* [Recorded data]
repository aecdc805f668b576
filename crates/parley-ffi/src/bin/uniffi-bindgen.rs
fn main() {
    uniffi::uniffi_bindgen_main()
}
// ── Error conversion ──────────────────────────────────────────────────

#[derive(Debug, thiserror::Error)]
pub enum ParleyError {
    #[error("Transport error: {msg}")]
    Transport { msg: String },
    #[error("Connection error: {msg}")]
    Connection { msg: String },
    #[error("Call error: {msg}")]
    Call { msg: String },
    #[error("Capture denied: {msg}")]
    CaptureDenied { msg: String },
    #[error("Capture failed: {msg}")]
    Capture { msg: String },
    #[error("Call in progress with {msg}")]
    CallInProgress { msg: String },
    #[error("Invalid peer id: {msg}")]
    InvalidPeerId { msg: String },
    #[error("Identity locked to {msg}")]
    IdentityLocked { msg: String },
    #[error("No identity: {msg}")]
    NoIdentity { msg: String },
}

impl From<parley_core::ParleyError> for ParleyError {
    fn from(e: parley_core::ParleyError) -> Self {
        tracing::error!("ParleyError: {e}");
        use parley_core::ParleyError as Core;
        match e {
            Core::Transport(msg) => Self::Transport { msg },
            Core::Connection(msg) => Self::Connection { msg },
            Core::Call(msg) => Self::Call { msg },
            Core::CaptureDenied(msg) => Self::CaptureDenied { msg },
            Core::Capture(msg) => Self::Capture { msg },
            Core::CallInProgress(msg) => Self::CallInProgress { msg },
            Core::InvalidPeerId(msg) => Self::InvalidPeerId { msg },
            Core::IdentityLocked(msg) => Self::IdentityLocked { msg },
            Core::NoIdentity => Self::NoIdentity {
                msg: "no local id bound".to_string(),
            },
        }
    }
}

// ── Callback interfaces ───────────────────────────────────────────────

pub trait ParleyEventListener: Send + Sync {
    fn on_event(&self, event: ParleyEvent);
}

/// Native broker/peer-link implementation. Every call must return promptly;
/// outcomes are reported back through the `ParleyClient::on_*` methods, which
/// are the only client methods safe to call from inside a bridge callback.
pub trait TransportBridge: Send + Sync {
    fn create(&self, local_id: String);
    fn connect_data(&self, connection_id: String, remote_id: String);
    fn send_data(&self, connection_id: String, text: String);
    fn close_data(&self, connection_id: String);
    fn call(&self, connection_id: String, remote_id: String, stream_id: String);
    fn answer(&self, connection_id: String, stream_id: String);
    fn close_call(&self, connection_id: String);
    fn destroy(&self, local_id: String);
}
//! In-band control tokens sharing the chat channel.
//!
//! Every outgoing and incoming text body is classified exactly once into a
//! [`Directive`]. Matching is against the whole trimmed body and ignores
//! ASCII case, so `"VC"` is a call request while `"vc please"` is chat.

use crate::media::MediaConstraints;

pub const ENTER_INCOGNITO_TOKEN: &str = "#";
/// Leaves incognito mode. `.` is the only accepted terminator.
pub const EXIT_INCOGNITO_TOKEN: &str = ".";

#[derive(Debug, Clone, Copy, PartialEq, Eq)]
pub enum CallKind {
    /// `c`: audio only.
    Voice,
    /// `vc`: audio and video.
    Video,
    /// `svc`: video without audio.
    SilentVideo,
}

impl CallKind {
    pub fn token(self) -> &'static str {
        match self {
            CallKind::Voice => "c",
            CallKind::Video => "vc",
            CallKind::SilentVideo => "svc",
        }
    }

    pub fn constraints(self) -> MediaConstraints {
        match self {
            CallKind::Voice => MediaConstraints {
                audio: true,
                video: false,
            },
            CallKind::Video => MediaConstraints {
                audio: true,
                video: true,
            },
            CallKind::SilentVideo => MediaConstraints {
                audio: false,
                video: true,
            },
        }
    }
}

#[derive(Debug, Clone, PartialEq, Eq)]
pub enum Directive {
    /// Opaque chat content, kept exactly as typed.
    Chat(String),
    CallRequest(CallKind),
    EnterIncognito,
    ExitIncognito,
    /// Empty body: the hang-up convention.
    Hangup,
}

impl Directive {
    pub fn parse(text: &str) -> Self {
        let body = text.trim();
        if body.is_empty() {
            return Directive::Hangup;
        }
        match body.to_ascii_lowercase().as_str() {
            "c" => Directive::CallRequest(CallKind::Voice),
            "vc" => Directive::CallRequest(CallKind::Video),
            "svc" => Directive::CallRequest(CallKind::SilentVideo),
            ENTER_INCOGNITO_TOKEN => Directive::EnterIncognito,
            EXIT_INCOGNITO_TOKEN => Directive::ExitIncognito,
            _ => Directive::Chat(text.to_string()),
        }
    }

    pub fn is_chat(&self) -> bool {
        matches!(self, Directive::Chat(_))
    }
}

#[cfg(test)]
mod tests {
    use super::*;

    #[test]
    fn call_tokens_match_case_insensitively() {
        assert_eq!(Directive::parse("c"), Directive::CallRequest(CallKind::Voice));
        assert_eq!(Directive::parse("VC"), Directive::CallRequest(CallKind::Video));
        assert_eq!(
            Directive::parse(" Svc\n"),
            Directive::CallRequest(CallKind::SilentVideo)
        );
    }

    #[test]
    fn incognito_tokens() {
        assert_eq!(Directive::parse("#"), Directive::EnterIncognito);
        assert_eq!(Directive::parse(" . "), Directive::ExitIncognito);
    }

    #[test]
    fn only_whole_body_matches() {
        assert!(Directive::parse("call me").is_chat());
        assert!(Directive::parse("vc please").is_chat());
        assert!(Directive::parse("#hashtag").is_chat());
        assert!(Directive::parse("...").is_chat());
        assert!(Directive::parse("cc").is_chat());
    }

    #[test]
    fn alternate_terminators_are_chat() {
        assert!(Directive::parse("!").is_chat());
        assert!(Directive::parse("/").is_chat());
    }

    #[test]
    fn empty_body_is_hangup() {
        assert_eq!(Directive::parse(""), Directive::Hangup);
        assert_eq!(Directive::parse("   "), Directive::Hangup);
    }

    #[test]
    fn chat_keeps_original_text() {
        assert_eq!(
            Directive::parse("  hello  "),
            Directive::Chat("  hello  ".to_string())
        );
    }

    #[test]
    fn call_kind_constraints() {
        let voice = CallKind::Voice.constraints();
        assert!(voice.audio && !voice.video);
        let video = CallKind::Video.constraints();
        assert!(video.audio && video.video);
        let silent = CallKind::SilentVideo.constraints();
        assert!(!silent.audio && silent.video);
    }

    #[test]
    fn tokens_parse_back() {
        assert_eq!(Directive::parse(ENTER_INCOGNITO_TOKEN), Directive::EnterIncognito);
        assert_eq!(Directive::parse(EXIT_INCOGNITO_TOKEN), Directive::ExitIncognito);
        for kind in [CallKind::Voice, CallKind::Video, CallKind::SilentVideo] {
            assert_eq!(Directive::parse(kind.token()), Directive::CallRequest(kind));
        }
    }
}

* [What you need to do] Copy all lines above where "methods" is present.

* [Task response]
/// outcomes are reported back through the `ParleyClient::on_*` methods, which
/// are the only client methods safe to call from inside a bridge callback.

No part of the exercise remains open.